*ACTIVITY*
Copy down the listing below exactly, please, including every line.

*INPUT RECORDS*
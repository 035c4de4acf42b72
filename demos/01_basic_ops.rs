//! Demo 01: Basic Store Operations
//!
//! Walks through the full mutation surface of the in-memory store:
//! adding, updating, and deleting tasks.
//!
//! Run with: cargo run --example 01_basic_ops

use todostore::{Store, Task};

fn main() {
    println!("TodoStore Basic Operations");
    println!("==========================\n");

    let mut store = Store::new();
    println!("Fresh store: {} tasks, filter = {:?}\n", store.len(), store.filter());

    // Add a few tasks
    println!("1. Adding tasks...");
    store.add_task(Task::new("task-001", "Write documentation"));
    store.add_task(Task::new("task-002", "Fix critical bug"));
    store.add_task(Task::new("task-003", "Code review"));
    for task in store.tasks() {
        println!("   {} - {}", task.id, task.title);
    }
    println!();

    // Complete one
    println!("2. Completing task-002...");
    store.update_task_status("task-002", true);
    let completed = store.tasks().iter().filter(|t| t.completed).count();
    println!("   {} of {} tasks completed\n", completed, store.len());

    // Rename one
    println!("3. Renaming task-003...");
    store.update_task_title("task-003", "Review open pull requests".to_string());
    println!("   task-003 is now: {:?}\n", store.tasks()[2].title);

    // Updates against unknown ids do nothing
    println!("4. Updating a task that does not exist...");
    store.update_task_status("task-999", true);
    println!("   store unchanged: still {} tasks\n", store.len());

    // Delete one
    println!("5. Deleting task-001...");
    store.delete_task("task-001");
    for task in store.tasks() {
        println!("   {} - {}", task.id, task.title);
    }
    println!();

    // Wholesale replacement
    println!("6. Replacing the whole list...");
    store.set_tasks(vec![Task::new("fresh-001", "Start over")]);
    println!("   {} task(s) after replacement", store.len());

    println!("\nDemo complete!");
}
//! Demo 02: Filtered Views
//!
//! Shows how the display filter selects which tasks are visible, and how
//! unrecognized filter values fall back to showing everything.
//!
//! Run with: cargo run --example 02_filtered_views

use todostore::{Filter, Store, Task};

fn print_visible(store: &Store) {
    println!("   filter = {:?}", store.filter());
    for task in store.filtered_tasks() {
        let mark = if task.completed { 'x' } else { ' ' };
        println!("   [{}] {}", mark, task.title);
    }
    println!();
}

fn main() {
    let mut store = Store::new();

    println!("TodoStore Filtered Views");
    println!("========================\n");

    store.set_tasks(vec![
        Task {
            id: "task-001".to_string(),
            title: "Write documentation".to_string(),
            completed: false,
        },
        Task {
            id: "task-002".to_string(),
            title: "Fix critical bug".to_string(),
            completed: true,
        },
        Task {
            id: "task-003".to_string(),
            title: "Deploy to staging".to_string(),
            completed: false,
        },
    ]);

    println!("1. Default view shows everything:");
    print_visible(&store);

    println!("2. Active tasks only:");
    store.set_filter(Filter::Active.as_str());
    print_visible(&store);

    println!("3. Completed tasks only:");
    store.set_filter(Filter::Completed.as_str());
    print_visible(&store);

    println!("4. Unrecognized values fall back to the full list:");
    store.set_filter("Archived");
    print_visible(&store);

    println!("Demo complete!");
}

*FINISHED TASK*
repository 035c4de4acf42b72
filename demos/01_basic_ops.rs
//! Demo 01: Basic Store Operations
//!
//! Walks through the full mutation surface of the in-memory store:
//! adding, updating, and deleting tasks.
//!
//! Run with: cargo run --example 01_basic_ops

use todostore::{Store, Task};

fn main() {
    println!("TodoStore Basic Operations");
    println!("==========================\n");

    let mut store = Store::new();
    println!("Fresh store: {} tasks, filter = {:?}\n", store.len(), store.filter());

    // Add a few tasks
    println!("1. Adding tasks...");
    store.add_task(Task::new("task-001", "Write documentation"));
    store.add_task(Task::new("task-002", "Fix critical bug"));
    store.add_task(Task::new("task-003", "Code review"));
    for task in store.tasks() {
        println!("   {} - {}", task.id, task.title);
    }
    println!();

    // Complete one
    println!("2. Completing task-002...");
    store.update_task_status("task-002", true);
    let completed = store.tasks().iter().filter(|t| t.completed).count();
    println!("   {} of {} tasks completed\n", completed, store.len());

    // Rename one
    println!("3. Renaming task-003...");
    store.update_task_title("task-003", "Review open pull requests".to_string());
    println!("   task-003 is now: {:?}\n", store.tasks()[2].title);

    // Updates against unknown ids do nothing
    println!("4. Updating a task that does not exist...");
    store.update_task_status("task-999", true);
    println!("   store unchanged: still {} tasks\n", store.len());

    // Delete one
    println!("5. Deleting task-001...");
    store.delete_task("task-001");
    for task in store.tasks() {
        println!("   {} - {}", task.id, task.title);
    }
    println!();

    // Wholesale replacement
    println!("6. Replacing the whole list...");
    store.set_tasks(vec![Task::new("fresh-001", "Start over")]);
    println!("   {} task(s) after replacement", store.len());

    println!("\nDemo complete!");
}
//! Demo 02: Filtered Views
//!
//! Shows how the display filter selects which tasks are visible, and how
//! unrecognized filter values fall back to showing everything.
//!
//! Run with: cargo run --example 02_filtered_views

use todostore::{Filter, Store, Task};

fn print_visible(store: &Store) {
    println!("   filter = {:?}", store.filter());
    for task in store.filtered_tasks() {
        let mark = if task.completed { 'x' } else { ' ' };
        println!("   [{}] {}", mark, task.title);
    }
    println!();
}

fn main() {
    let mut store = Store::new();

    println!("TodoStore Filtered Views");
    println!("========================\n");

    store.set_tasks(vec![
        Task {
            id: "task-001".to_string(),
            title: "Write documentation".to_string(),
            completed: false,
        },
        Task {
            id: "task-002".to_string(),
            title: "Fix critical bug".to_string(),
            completed: true,
        },
        Task {
            id: "task-003".to_string(),
            title: "Deploy to staging".to_string(),
            completed: false,
        },
    ]);

    println!("1. Default view shows everything:");
    print_visible(&store);

    println!("2. Active tasks only:");
    store.set_filter(Filter::Active.as_str());
    print_visible(&store);

    println!("3. Completed tasks only:");
    store.set_filter(Filter::Completed.as_str());
    print_visible(&store);

    println!("4. Unrecognized values fall back to the full list:");
    store.set_filter("Archived");
    print_visible(&store);

    println!("Demo complete!");
}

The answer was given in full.